I’m on a roll!  Two dinner-and-theater nights out in one week!

The good people over at Bord Gáis Energy Rewards made me an offer I couldn’t refuse on Thursday (well not just me, all their members I imagine but still).  Tickets to the opening night of Tell Me On A Sunday in the Bord Gáis Energy Theatre for an amazing price of just €15 each.  I enlisted the company of another good friend, booked another table in Milano and the plan was set.

I love musicals, and while I was familiar with some of the songs from Tell Me On A Sunday thanks to an Andrew Lloyd Webber CD, I didn’t know much else.  It was refreshing to take a seat in the auditorium and not really know what to expect, and the fantastically priced ticket made taking that risk all the easier.

What I didn’t know was that Tell Me On A Sunday is a one-act, one woman show.  And what a woman!  Jodie Prenger owned that stage with her voice and her presence.  She filled the theatre, our minds and hearts for that hour or so where she embodied Emma, the English girl looking for love in New York.

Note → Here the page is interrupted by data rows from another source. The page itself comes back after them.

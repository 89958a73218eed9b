//! The in-memory record store.
use crate::{
    book::{Book, SEED},
    errors::StoreError,
};
use std::{collections::HashSet, slice::Iter};
use tracing::{debug, info};

/// An immutable collection of books, built once and only read afterwards.
///
/// There are no methods taking `&mut self`, so a store can be shared between any number of
/// concurrent readers (typically behind an [`Arc`](std::sync::Arc)) without locking.
#[derive(Clone, Debug)]
pub struct RecordStore {
    /// The books, in insertion order. Identifiers are unique.
    books: Box<[Book]>,
}

impl RecordStore {
    /// Returns the book whose identifier is exactly `id`.
    ///
    /// Matching is case-sensitive and an empty identifier never matches.
    #[inline]
    #[must_use]
    pub fn find_by_id(&self, id: &str) -> Option<&Book> {
        let found = self.books.iter().find(|book| book.id == id);
        debug!(id, found = found.is_some(), "record lookup");
        found
    }

    /// Builds the store from the fixed set of books the service ships with.
    #[inline]
    #[must_use]
    pub fn initialize() -> Self {
        let books: Box<[Book]> = SEED
            .iter()
            .map(|&(id, name, page_count, author_id)| Book::new(id, name, page_count, author_id))
            .collect();
        info!(records = books.len(), "record store initialized");
        Self { books }
    }

    /// Whether the store holds no books at all.
    #[inline]
    #[must_use]
    pub fn is_empty(&self) -> bool {
        self.books.is_empty()
    }

    /// Iterates over the books in insertion order.
    #[inline]
    pub fn iter(&self) -> Iter<'_, Book> {
        self.books.iter()
    }

    /// The number of books in the store.
    #[inline]
    #[must_use]
    pub fn len(&self) -> usize {
        self.books.len()
    }

    /// Builds a store from arbitrary books, keeping their order.
    ///
    /// # Errors
    ///
    /// Returns [`StoreError::DuplicateId`] for the first identifier that occurs more than once.
    #[inline]
    pub fn new(books: impl IntoIterator<Item = Book>) -> Result<Self, StoreError> {
        let books: Box<[Book]> = books.into_iter().collect();
        let duplicate = {
            let mut seen = HashSet::with_capacity(books.len());
            books
                .iter()
                .find(|book| !seen.insert(book.id.as_str()))
                .map(|book| book.id.clone())
        };
        if let Some(id) = duplicate {
            return Err(StoreError::DuplicateId { id });
        }
        info!(records = books.len(), "record store built");
        Ok(Self { books })
    }
}

impl<'a> IntoIterator for &'a RecordStore {
    type IntoIter = Iter<'a, Book>;
    type Item = &'a Book;

    #[inline]
    fn into_iter(self) -> Self::IntoIter {
        self.iter()
    }
}
//! The query root. Every operation the API offers is a method on [`Query`].
use crate::{book::Book, records::RecordStore};
use async_graphql::Object;
use std::sync::Arc;

/// The root of all GraphQL queries.
#[derive(Clone, Debug)]
pub struct Query {
    /// The store all lookups read from.
    store: Arc<RecordStore>,
}

impl From<Arc<RecordStore>> for Query {
    #[inline]
    fn from(value: Arc<RecordStore>) -> Self {
        Self { store: value }
    }
}

#[Object]
impl Query {
    /// Same as `entityById`, under the name older clients use.
    async fn book_by_id(&self, id: String) -> Option<&Book> {
        self.store.find_by_id(&id)
    }

    /// Looks up a single book by its identifier.
    ///
    /// Returns `null` when no book matches; a missing book is not an error.
    async fn entity_by_id(&self, id: String) -> Option<&Book> {
        self.store.find_by_id(&id)
    }
}
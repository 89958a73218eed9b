//! HTTP server for the bookshelf GraphQL API.
//!
//! Books are kept in memory and never change, so every start serves the same three records.

pub mod app;
pub mod config;
pub mod errors;

#[cfg(test)]
mod api_testing;

use crate::{
    app::{ENDPOINT, build_app},
    config::Config,
    errors::ServerError,
};
use axum::{Router, serve};
use bookshelf::{RecordStore, build_schema};
use clap::Parser as _;
use std::{future::pending, io::stderr, process::ExitCode, sync::Arc};
use tokio::{net::TcpListener, signal::ctrl_c};
use tracing::{error, info};
use tracing_subscriber::EnvFilter;

/// Installs the global subscriber. `RUST_LOG` takes precedence over `default_filter`.
fn init_tracing(default_filter: &str) {
    let filter =
        EnvFilter::try_from_default_env().unwrap_or_else(|_| EnvFilter::new(default_filter));
    // Logs go to stderr so that `--print-schema` output stays clean.
    tracing_subscriber::fmt()
        .with_env_filter(filter)
        .with_writer(stderr)
        .init();
}

/// Parses the configuration, then either prints the schema or serves it until shutdown.
#[tokio::main]
async fn main() -> ExitCode {
    let config = Config::parse();
    init_tracing(&config.log);

    let schema = build_schema(Arc::new(RecordStore::initialize()));
    if config.print_schema {
        let sdl = schema.sdl();
        println!("{sdl}");
        return ExitCode::SUCCESS;
    }

    let app = build_app(schema, !config.no_graphiql);
    match run(&config, app).await {
        Ok(()) => ExitCode::SUCCESS,
        Err(err) => {
            error!(%err, "server stopped");
            ExitCode::FAILURE
        },
    }
}

/// Binds the configured address and serves `app` until shutdown.
///
/// # Errors
///
/// Returns an error if the address cannot be bound or the server loop fails.
async fn run(config: &Config, app: Router) -> Result<(), ServerError> {
    let addr = config.addr();
    let listener = TcpListener::bind(addr)
        .await
        .map_err(|source| ServerError::Bind { addr, source })?;
    info!(%addr, endpoint = ENDPOINT, "server listening");

    serve(listener, app)
        .with_graceful_shutdown(shutdown_signal())
        .await
        .map_err(|source| ServerError::Serve { addr, source })
}

/// Resolves once Ctrl-C is received.
async fn shutdown_signal() {
    if let Err(err) = ctrl_c().await {
        error!(%err, "unable to listen for shutdown signal");
        pending::<()>().await;
    }
    info!("shutting down");
}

I could really see and hear the other characters she was engaging with, such was her ability to paint a picture all alone.  Jodie belted out the numbers with gusto and had me willing each relationship to be “the one”.  I will admit that had I known it was a one-act one-woman show I might have been a bit reluctant, but I thoroughly enjoyed the show and am very glad I didn’t miss out on the production.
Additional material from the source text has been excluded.